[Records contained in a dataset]
■ ■ ■ ■ ■ ■ ■
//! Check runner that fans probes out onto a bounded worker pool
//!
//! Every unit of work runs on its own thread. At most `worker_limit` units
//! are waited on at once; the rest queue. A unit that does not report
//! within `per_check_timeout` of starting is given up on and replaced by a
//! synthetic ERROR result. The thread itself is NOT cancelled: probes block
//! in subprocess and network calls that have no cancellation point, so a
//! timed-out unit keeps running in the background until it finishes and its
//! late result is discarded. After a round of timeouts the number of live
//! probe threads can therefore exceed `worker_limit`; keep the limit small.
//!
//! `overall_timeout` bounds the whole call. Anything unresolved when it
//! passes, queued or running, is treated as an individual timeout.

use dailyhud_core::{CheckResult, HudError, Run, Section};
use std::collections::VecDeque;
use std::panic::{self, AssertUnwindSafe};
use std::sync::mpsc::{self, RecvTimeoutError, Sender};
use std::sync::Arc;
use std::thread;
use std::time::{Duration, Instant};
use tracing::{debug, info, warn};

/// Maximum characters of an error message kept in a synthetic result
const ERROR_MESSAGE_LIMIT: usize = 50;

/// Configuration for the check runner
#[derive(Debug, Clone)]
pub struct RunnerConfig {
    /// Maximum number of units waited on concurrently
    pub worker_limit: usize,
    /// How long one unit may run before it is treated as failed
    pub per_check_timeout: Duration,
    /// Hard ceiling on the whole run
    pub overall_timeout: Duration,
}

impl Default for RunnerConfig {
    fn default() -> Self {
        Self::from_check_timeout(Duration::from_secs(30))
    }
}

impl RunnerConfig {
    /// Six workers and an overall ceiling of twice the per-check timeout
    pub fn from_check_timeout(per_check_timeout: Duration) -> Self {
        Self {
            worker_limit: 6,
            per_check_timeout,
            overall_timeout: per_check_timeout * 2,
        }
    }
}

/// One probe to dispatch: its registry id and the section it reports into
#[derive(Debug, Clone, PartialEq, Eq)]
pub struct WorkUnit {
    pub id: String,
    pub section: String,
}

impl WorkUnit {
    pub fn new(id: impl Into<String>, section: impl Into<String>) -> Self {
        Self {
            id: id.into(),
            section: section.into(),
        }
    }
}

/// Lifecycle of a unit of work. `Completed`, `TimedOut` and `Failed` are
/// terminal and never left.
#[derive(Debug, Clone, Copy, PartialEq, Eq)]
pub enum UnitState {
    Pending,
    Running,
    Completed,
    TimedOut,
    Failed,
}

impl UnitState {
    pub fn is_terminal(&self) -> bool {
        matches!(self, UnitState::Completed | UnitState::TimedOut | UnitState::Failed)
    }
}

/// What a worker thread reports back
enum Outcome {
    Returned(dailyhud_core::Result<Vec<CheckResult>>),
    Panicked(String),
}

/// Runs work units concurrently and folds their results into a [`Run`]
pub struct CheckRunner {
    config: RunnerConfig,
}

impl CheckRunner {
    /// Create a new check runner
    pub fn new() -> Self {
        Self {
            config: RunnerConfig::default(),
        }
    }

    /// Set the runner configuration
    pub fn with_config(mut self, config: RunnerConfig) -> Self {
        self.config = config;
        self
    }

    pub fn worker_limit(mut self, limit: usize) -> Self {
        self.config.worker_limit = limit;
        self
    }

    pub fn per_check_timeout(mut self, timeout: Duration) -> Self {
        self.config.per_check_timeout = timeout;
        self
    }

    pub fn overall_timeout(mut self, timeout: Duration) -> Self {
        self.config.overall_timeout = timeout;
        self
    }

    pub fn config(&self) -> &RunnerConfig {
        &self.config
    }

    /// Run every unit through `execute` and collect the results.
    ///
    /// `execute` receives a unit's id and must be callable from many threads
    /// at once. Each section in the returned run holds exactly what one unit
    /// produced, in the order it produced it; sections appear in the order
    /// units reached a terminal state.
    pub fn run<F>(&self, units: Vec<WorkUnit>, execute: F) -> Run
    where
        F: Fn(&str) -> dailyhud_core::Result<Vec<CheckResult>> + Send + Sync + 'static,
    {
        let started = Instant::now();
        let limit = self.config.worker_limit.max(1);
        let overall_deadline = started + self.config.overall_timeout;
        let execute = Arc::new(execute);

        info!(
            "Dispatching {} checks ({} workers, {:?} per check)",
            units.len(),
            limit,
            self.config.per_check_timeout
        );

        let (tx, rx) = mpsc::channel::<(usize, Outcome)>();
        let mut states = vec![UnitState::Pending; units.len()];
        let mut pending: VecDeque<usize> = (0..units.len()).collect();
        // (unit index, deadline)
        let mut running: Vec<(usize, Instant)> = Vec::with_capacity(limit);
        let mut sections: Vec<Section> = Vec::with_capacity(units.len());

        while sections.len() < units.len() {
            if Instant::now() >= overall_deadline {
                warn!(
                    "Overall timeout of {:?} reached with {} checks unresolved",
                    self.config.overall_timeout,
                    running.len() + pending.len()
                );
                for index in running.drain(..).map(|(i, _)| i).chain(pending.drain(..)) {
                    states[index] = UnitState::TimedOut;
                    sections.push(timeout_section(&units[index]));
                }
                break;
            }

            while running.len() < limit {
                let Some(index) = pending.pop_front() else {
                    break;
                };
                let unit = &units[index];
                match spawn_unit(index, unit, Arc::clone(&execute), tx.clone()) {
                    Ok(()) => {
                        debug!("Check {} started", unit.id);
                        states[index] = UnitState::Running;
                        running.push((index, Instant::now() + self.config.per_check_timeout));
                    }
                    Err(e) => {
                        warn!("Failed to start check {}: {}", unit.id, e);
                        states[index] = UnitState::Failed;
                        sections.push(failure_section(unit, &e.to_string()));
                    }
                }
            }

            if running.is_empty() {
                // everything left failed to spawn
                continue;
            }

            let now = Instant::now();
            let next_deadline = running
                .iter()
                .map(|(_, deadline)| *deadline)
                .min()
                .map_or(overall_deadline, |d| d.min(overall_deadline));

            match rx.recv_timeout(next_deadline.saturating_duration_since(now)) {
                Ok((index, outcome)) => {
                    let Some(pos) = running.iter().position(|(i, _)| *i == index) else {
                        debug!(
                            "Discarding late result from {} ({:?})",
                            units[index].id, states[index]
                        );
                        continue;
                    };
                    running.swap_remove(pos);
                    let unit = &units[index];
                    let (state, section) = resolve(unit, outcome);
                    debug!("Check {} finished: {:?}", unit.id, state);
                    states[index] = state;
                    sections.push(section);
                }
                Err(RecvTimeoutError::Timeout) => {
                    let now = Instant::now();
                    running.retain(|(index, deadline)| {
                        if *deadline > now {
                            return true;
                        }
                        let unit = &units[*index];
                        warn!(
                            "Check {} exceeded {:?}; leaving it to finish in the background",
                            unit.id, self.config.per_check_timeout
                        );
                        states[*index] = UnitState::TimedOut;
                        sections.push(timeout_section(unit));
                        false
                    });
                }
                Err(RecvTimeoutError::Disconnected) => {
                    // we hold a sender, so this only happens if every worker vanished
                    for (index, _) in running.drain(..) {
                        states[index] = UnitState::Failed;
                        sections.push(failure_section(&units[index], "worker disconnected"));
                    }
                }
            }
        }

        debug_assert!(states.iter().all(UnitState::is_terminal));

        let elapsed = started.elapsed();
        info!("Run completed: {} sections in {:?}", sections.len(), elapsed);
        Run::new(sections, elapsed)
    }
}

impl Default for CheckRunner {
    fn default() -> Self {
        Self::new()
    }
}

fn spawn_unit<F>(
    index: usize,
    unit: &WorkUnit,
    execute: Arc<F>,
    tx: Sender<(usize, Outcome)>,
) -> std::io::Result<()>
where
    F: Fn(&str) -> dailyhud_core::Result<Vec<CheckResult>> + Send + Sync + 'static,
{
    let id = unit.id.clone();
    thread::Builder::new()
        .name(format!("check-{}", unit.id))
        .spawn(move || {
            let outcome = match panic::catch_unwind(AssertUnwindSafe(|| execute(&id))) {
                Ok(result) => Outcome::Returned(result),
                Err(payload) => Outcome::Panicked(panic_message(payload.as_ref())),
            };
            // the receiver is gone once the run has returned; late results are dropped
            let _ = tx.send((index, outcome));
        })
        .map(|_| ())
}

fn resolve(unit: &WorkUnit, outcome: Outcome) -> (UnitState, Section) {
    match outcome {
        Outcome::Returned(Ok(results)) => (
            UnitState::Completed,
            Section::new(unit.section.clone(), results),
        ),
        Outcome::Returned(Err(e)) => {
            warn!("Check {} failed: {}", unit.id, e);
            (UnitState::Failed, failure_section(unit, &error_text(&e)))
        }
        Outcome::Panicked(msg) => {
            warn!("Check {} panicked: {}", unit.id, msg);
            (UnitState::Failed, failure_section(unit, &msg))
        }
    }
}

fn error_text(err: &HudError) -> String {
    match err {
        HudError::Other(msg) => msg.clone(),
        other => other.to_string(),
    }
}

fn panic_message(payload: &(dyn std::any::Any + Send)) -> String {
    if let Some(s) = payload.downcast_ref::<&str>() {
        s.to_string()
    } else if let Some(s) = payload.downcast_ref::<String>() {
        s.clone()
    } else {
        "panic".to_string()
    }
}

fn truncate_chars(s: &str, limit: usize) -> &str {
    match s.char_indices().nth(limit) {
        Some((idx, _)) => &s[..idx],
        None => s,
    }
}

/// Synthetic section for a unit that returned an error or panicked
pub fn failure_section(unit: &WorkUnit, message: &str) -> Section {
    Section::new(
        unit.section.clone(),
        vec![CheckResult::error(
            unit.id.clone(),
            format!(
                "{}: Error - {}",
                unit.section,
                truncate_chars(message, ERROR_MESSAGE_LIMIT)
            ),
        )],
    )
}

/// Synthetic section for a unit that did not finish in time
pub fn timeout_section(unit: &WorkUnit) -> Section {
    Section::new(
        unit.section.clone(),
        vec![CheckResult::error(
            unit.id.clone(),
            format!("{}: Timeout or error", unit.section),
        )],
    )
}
■ ■ ■ ■ ■ ■ ■
▶ EXERCISE OBJECTIVE
Your response should contain each line of the entries above that holds the string "warn".

▶ RESPONSE AREA
use tracing::{debug, info, warn};
                warn!(
                        warn!("Failed to start check {}: {}", unit.id, e);
                        warn!(
            warn!("Check {} failed: {}", unit.id, e);
            warn!("Check {} panicked: {}", unit.id, msg);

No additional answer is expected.